Input:

_ _ _ _

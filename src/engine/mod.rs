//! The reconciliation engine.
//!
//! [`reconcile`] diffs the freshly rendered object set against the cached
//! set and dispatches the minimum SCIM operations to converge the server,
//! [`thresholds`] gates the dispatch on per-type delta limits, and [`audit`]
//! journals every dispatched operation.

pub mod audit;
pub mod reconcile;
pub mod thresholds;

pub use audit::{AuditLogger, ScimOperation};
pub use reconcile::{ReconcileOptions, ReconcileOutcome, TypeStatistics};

_ _ _ _

Problem statement: From the line holding "pub mod audit;" to the final line of the data, output each line exactly and nothing more.

Finished exercise:
pub mod audit;
pub mod reconcile;
pub mod thresholds;

pub use audit::{AuditLogger, ScimOperation};
pub use reconcile::{ReconcileOptions, ReconcileOutcome, TypeStatistics};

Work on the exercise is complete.